Effect of Ganoderma lucidum spores intervention on glucose and lipid metabolism gene expression profiles in type 2 diabetic rats
journal contributionposted on 28.06.2018, 00:00 by F Wang, Z Zhou, X Ren, Y Wang, R Yang, J Luo, Padraig Strappe
© 2015 Wang et al.; licensee BioMed Central.Background: The fruiting body of Ganoderma lucidum has been used as a traditional herbal medicine for many years. However, to the date, there is no detailed study for describing the effect of G. lucidum spores on oxidative stress, blood glucose level and lipid compositions in animal models of type 2 diabetic rats, in particular the effect on the gene expression profiles associated with glucose and lipid metabolisms. Methods: G. lucidum spores powder (GLSP) with a shell-broken rate >99.9 % was used. Adult male Sprague-Dawley rats were randomly divided into three groups (n∈=∈8/group). Group 1: Normal control, normal rats with ordinary feed; Group 2: Model control, diabetic rats with ordinary feed without intervention; Group 3: GLSP, diabetic rats with ordinary feed, an intervention group utilizing GLSP of 1 g per day by oral gavages for 4 consecutive weeks. Type 2 diabetic rats were obtained by streptozocin (STZ) injection. The changes in the levels of glucose, triglycerides, total cholesterol and HDL-cholesterol in blood samples were analyzed after GLSP intervention. Meanwhile, gene expressions associated with the possible molecular mechanism of GLSP regulation were also investigated using a quantitative RT-PCR. Results: The reduction of blood glucose level occurred within the first 2 weeks of GLSP intervention and the lipid synthesis in the diabetic rats of GLSP group was significantly decreased at 4 weeks compared to the model control group.

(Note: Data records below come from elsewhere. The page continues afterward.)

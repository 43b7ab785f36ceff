//! Plain `serde`-deserializable data models for the external configuration
//! artifacts a slave invocation consumes (§6).
//!
//! The machinery that actually produces these — XML parsing, dynamic-library
//! resolution, the master process wrapper — is out of scope (§1); this
//! module only defines the shapes this crate receives from that external
//! importer, mirroring the teacher's `ScheduleRecord`/CSV-row pattern in
//! `dt-schedule::loader` (a plain `#[derive(Deserialize)]` struct per
//! external record, no parsing logic of its own beyond `serde`'s).

use std::collections::HashMap;

use serde::Deserialize;
use thiserror::Error;

/// Framework configuration read once by the master process wrapper (itself
/// out of scope) and handed down to each slave invocation.
#[derive(Debug, Clone, Deserialize)]
pub struct MasterConfig {
    #[serde(default)]
    pub log_level: u8,
    #[serde(default = "default_master_log_file")]
    pub log_file: String,
    #[serde(default = "default_slave_command")]
    pub slave_command: String,
    #[serde(default = "default_libraries_path")]
    pub libraries_path: String,
    pub slave_configs: Vec<SlaveConfigEntry>,
}

fn default_master_log_file() -> String {
    "OpenPassMaster.log".to_string()
}

fn default_slave_command() -> String {
    "OpenPassSlave".to_string()
}

fn default_libraries_path() -> String {
    "lib".to_string()
}

/// One entry in `MasterConfig::slave_configs`.
#[derive(Debug, Clone, Deserialize)]
pub struct SlaveConfigEntry {
    pub log_file: String,
    pub configurations: String,
    pub results: String,
}

/// Component graph template and channel topology read at slave startup.
#[derive(Debug, Clone, Deserialize)]
pub struct SystemConfigBlueprint {
    pub components: Vec<ComponentBlueprint>,
    pub channels: Vec<ChannelBlueprint>,
}

#[derive(Debug, Clone, Deserialize)]
pub struct ComponentBlueprint {
    pub id: u32,
    pub kind: String,
    pub priority: i32,
    pub cycle_time_ms: i64,
    pub offset_ms: i64,
    pub response_time_ms: i64,
    #[serde(default)]
    pub parameters: HashMap<String, f64>,
}

#[derive(Debug, Clone, Deserialize)]
pub struct ChannelBlueprint {
    pub producer: u32,
    pub producer_port: u8,
    pub targets: Vec<(u32, u8)>,
}

/// SlaveConfig: experiment library names, the scenario to run, and where the
/// profiles catalog lives.
#[derive(Debug, Clone, Deserialize)]
pub struct SlaveConfig {
    pub experiment_libraries: ExperimentLibraries,
    pub scenario_path: String,
    pub profiles_catalog_path: String,
}

#[derive(Debug, Clone, Deserialize)]
pub struct ExperimentLibraries {
    pub event_detector: String,
    pub manipulator: String,
    pub observation: String,
    pub spawn_point: String,
    pub stochastics: String,
    pub world: String,
}

/// Maps agent profiles to system configs and parameter overlays.
#[derive(Debug, Clone, Deserialize)]
pub struct ProfilesCatalog {
    pub profiles: HashMap<String, AgentProfile>,
}

#[derive(Debug, Clone, Deserialize)]
pub struct AgentProfile {
    pub system_config: String,
    #[serde(default)]
    pub parameter_overlay: HashMap<String, f64>,
}

/// References vehicle/pedestrian catalogs and scenery; defines the ego and
/// scenario agents and their initial placements.
#[derive(Debug, Clone, Deserialize)]
pub struct Scenario {
    pub vehicle_catalog: String,
    pub pedestrian_catalog: String,
    pub scenery: String,
    pub ego_agent: ScenarioAgent,
    #[serde(default)]
    pub scenario_agents: Vec<ScenarioAgent>,
}

#[derive(Debug, Clone, Deserialize)]
pub struct ScenarioAgent {
    pub name: String,
    pub profile: String,
    pub road: u32,
    pub lane: i32,
    pub s: f64,
    pub velocity: f64,
}

/// Either road coordinates (`S`, `T`, `Hdg`, absolute or relative) or world
/// coordinates (`X`, `Y`, `Yaw`) — never mixed within one trajectory.
#[derive(Debug, Clone, Copy, PartialEq, Deserialize)]
#[serde(untagged)]
pub enum TrajectoryCoordinate {
    Road { s: f64, t: f64, hdg: f64 },
    World { x: f64, y: f64, yaw: f64 },
}

/// One entry in a trajectory file: a timestamp and its coordinate.
#[derive(Debug, Clone, Copy, Deserialize)]
pub struct TrajectoryPoint {
    #[serde(rename = "Time")]
    pub time_ms: i64,
    #[serde(flatten)]
    pub coordinate: TrajectoryCoordinate,
}

/// A validated, time-ordered trajectory.
///
/// Construction enforces the bit-exact-compatibility invariants from §6:
/// every `time_ms` is unique, and every point uses the same coordinate
/// system. The XML reader that produces the raw points is out of scope;
/// this type only enforces the invariants the reader is required to reject
/// violations of.
#[derive(Debug, Clone, Default)]
pub struct Trajectory {
    points: Vec<TrajectoryPoint>,
}

impl Trajectory {
    pub fn new(mut points: Vec<TrajectoryPoint>) -> Result<Self, TrajectoryError> {
        points.sort_by_key(|p| p.time_ms);

        for window in points.windows(2) {
            if window[0].time_ms == window[1].time_ms {
                return Err(TrajectoryError::DuplicateTime(window[0].time_ms));
            }
        }

        if let Some(first) = points.first() {
            let is_road = matches!(first.coordinate, TrajectoryCoordinate::Road { .. });
            let mixed = points.iter().any(|p| matches!(p.coordinate, TrajectoryCoordinate::Road { .. }) != is_road);
            if mixed {
                return Err(TrajectoryError::MixedCoordinateSystems);
            }
        }

        Ok(Self { points })
    }

    pub fn points(&self) -> &[TrajectoryPoint] {
        &self.points
    }
}

#[derive(Debug, Error)]
pub enum TrajectoryError {
    #[error("duplicate time {0}ms in trajectory")]
    DuplicateTime(i64),
    #[error("trajectory mixes road and world coordinate systems")]
    MixedCoordinateSystems,
}

#[cfg(test)]
mod tests {
    use super::*;

    fn world_point(time_ms: i64, x: f64) -> TrajectoryPoint {
        TrajectoryPoint {
            time_ms,
            coordinate: TrajectoryCoordinate::World { x, y: 0.0, yaw: 0.0 },
        }
    }

    #[test]
    fn duplicate_times_are_rejected() {
        let points = vec![world_point(0, 0.0), world_point(0, 1.0)];
        assert!(matches!(Trajectory::new(points), Err(TrajectoryError::DuplicateTime(0))));
    }

    #[test]
    fn mixed_coordinate_systems_are_rejected() {
        let points = vec![
            world_point(0, 0.0),
            TrajectoryPoint {
                time_ms: 100,
                coordinate: TrajectoryCoordinate::Road { s: 10.0, t: 0.0, hdg: 0.0 },
            },
        ];
        assert!(matches!(Trajectory::new(points), Err(TrajectoryError::MixedCoordinateSystems)));
    }

    #[test]
    fn valid_trajectory_sorts_by_time() {
        let points = vec![world_point(200, 2.0), world_point(0, 0.0), world_point(100, 1.0)];
        let trajectory = Trajectory::new(points).unwrap();
        let times: Vec<i64> = trajectory.points().iter().map(|p| p.time_ms).collect();
        assert_eq!(times, vec![0, 100, 200]);
    }
}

Furthermore, it was also found that GLSP intervention greatly attenuated the level of oxidative stress in the diabetic rats. Quantitative RT-PCR analysis showed up-regulation of lipid metabolism related genes (Acox1, ACC, Insig-1 and Insig-2) and glycogen synthesis related genes (GS2 and GYG1) in GLSP group compared to model control group. Additionally, there were no significant changes in the expression of other genes, such as SREBP-1, Acly, Fas, Fads1, Gpam, Dgat1, PEPCK and G6PC1. Conclusion: This study might indicate that GLSP consumption could provide a beneficial effect in terms of lowering the blood glucose levels by promoting glycogen synthesis and inhibiting gluconeogenesis. Meanwhile, GLSP treatment was also associated with the improvement of blood lipid compositions through the regulation of cholesterol homeostasis in the type 2 diabetic rats.